Seung Hwan “Allen” Lee was born and raised in South Korea, followed by Dubai, UAE to spend his high school, before moving to the United States for college and graduate school. Allen has a strong passion in leveraging the capabilities of engineering biology to convert wastes into products closing the carbon loop from the chemical and fuel production. He has a special interest in engineering one-carbon (C1) metabolism for efficient utilization of C1 feedstock in biomanufacturing. His research experience with C1 metabolism started during his undergraduate research at UCLA under the guidance of Professor James Liao, where he worked on the implementation of heterologous methanol assimilation pathway (RuMP cycle) in E. coli. During his PhD research at Rice University under Professor Ramon Gonzalez, he had an instrumental role in developing synthetic, orthogonal C1 utilization pathways, Formyl-CoA elongation (FORCE) pathways, which enable a carbon and energy-efficient conversion of C1 compounds to various value-added small molecules. He also led the research in developing tools and platforms to improve FORCE pathways and other metabolic pathways, encompassing identification of efficient pathway enzymes, optimizing relative expression levels, and improving pathway flux via adaptive laboratory evolution.

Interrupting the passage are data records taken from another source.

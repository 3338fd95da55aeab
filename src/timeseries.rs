//! Time-series processing
//!
//! Converts the raw `{time_stamp, count}` samples of the time-series API
//! into sorted [`TimeSeriesPoint`]s, computes per-resource statistics and
//! pivots the three resources into one combined table.

use chrono::{DateTime, Utc};
use cmlstat_core::aggregation_types::ResourceStats;
use cmlstat_core::error::ParseError;
use cmlstat_core::types::{RawSeriesValue, ResourceKind, TimeSeriesPoint};
use serde::Serialize;
use std::collections::BTreeMap;
use tracing::{debug, warn};

/// Points of one series plus the number of samples that were rejected
#[derive(Debug, Clone, Default, PartialEq)]
pub struct SeriesBatch {
    /// Points sorted by timestamp, one per instant
    pub points: Vec<TimeSeriesPoint>,
    /// Samples with an unusable timestamp or count
    pub skipped_records: usize,
}

/// Statistics of one resource series
#[derive(Debug, Clone, Copy, Default, PartialEq, Serialize)]
pub struct SeriesStats {
    /// min/max/avg/total over the counts
    #[serde(flatten)]
    pub stats: ResourceStats,
    /// Earliest sample
    pub first_timestamp: Option<DateTime<Utc>>,
    /// Latest sample
    pub last_timestamp: Option<DateTime<Utc>>,
}

/// One row of the combined table
#[derive(Debug, Clone, Copy, Default, PartialEq, Eq)]
pub struct CombinedRow {
    pub timestamp: DateTime<Utc>,
    pub cpu: u64,
    pub memory: u64,
    pub gpu: u64,
}

impl CombinedRow {
    fn set(&mut self, resource: ResourceKind, count: u64) {
        match resource {
            ResourceKind::Cpu => self.cpu = count,
            ResourceKind::Memory => self.memory = count,
            ResourceKind::Gpu => self.gpu = count,
        }
    }
}

/// Convert one raw sample
///
/// `time_stamp` is milliseconds since the Unix epoch. `count` must be a
/// non-negative integer, given as a number or a string; `"3.0"` is accepted.
pub fn to_point(raw: &RawSeriesValue) -> Result<TimeSeriesPoint, ParseError> {
    let invalid_timestamp = || ParseError::InvalidTimestamp {
        field: "time_stamp",
        value: raw.time_stamp.to_string(),
    };
    let millis = raw
        .time_stamp
        .as_f64()
        .filter(|ms| ms.is_finite() && ms.fract() == 0.0)
        .ok_or_else(invalid_timestamp)?;
    let timestamp = DateTime::from_timestamp_millis(millis as i64).ok_or_else(invalid_timestamp)?;

    let count = match raw.count.as_u64() {
        Some(count) => count,
        None => raw
            .count
            .as_f64()
            .filter(|c| c.is_finite() && *c >= 0.0 && c.fract() == 0.0)
            .map(|c| c as u64)
            .ok_or_else(|| ParseError::InvalidCount(raw.count.to_string()))?,
    };

    Ok(TimeSeriesPoint { timestamp, count })
}

/// Convert a raw series into sorted points
///
/// Unusable samples are skipped and counted. When the API repeats a
/// timestamp, the last sample for it wins.
pub fn to_points(resource: ResourceKind, raw: &[RawSeriesValue]) -> SeriesBatch {
    let mut by_time: BTreeMap<DateTime<Utc>, u64> = BTreeMap::new();
    let mut skipped_records = 0;

    for value in raw {
        match to_point(value) {
            Ok(point) => {
                by_time.insert(point.timestamp, point.count);
            }
            Err(reason) => {
                warn!(%resource, reason = %reason, "Skipping malformed time-series sample");
                skipped_records += 1;
            }
        }
    }

    let points: Vec<_> = by_time
        .into_iter()
        .map(|(timestamp, count)| TimeSeriesPoint { timestamp, count })
        .collect();
    debug!(%resource, points = points.len(), skipped = skipped_records, "Processed time series");

    SeriesBatch {
        points,
        skipped_records,
    }
}

/// Statistics over a sorted series
pub fn series_stats(points: &[TimeSeriesPoint]) -> SeriesStats {
    SeriesStats {
        stats: ResourceStats::from_values(points.iter().map(|p| p.count as f64)),
        first_timestamp: points.first().map(|p| p.timestamp),
        last_timestamp: points.last().map(|p| p.timestamp),
    }
}

/// Pivot the series into one row per timestamp
///
/// The timestamp set is the union over all resources; a resource without a
/// sample at some instant contributes 0 there.
pub fn combine(series: &BTreeMap<ResourceKind, Vec<TimeSeriesPoint>>) -> Vec<CombinedRow> {
    let mut rows: BTreeMap<DateTime<Utc>, CombinedRow> = BTreeMap::new();
    for (resource, points) in series {
        for point in points {
            rows.entry(point.timestamp)
                .or_insert_with(|| CombinedRow {
                    timestamp: point.timestamp,
                    ..Default::default()
                })
                .set(*resource, point.count);
        }
    }
    rows.into_values().collect()
}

As a postdoctoral assocaite in the Stephanopoulos Lab at MIT, Allen continues to engage in accomplishing sustainable biomanufacturing not only in utilization of sustainable feedstock but also in engineering efficient bioenergy production to “upgrade” low-energy feedstock to high-energy products. He is also looking into expanding the host engineering experience from a model bacterium (E. coli) to yeast (Y. lipolytica) and non-mode bacteria (acetogens).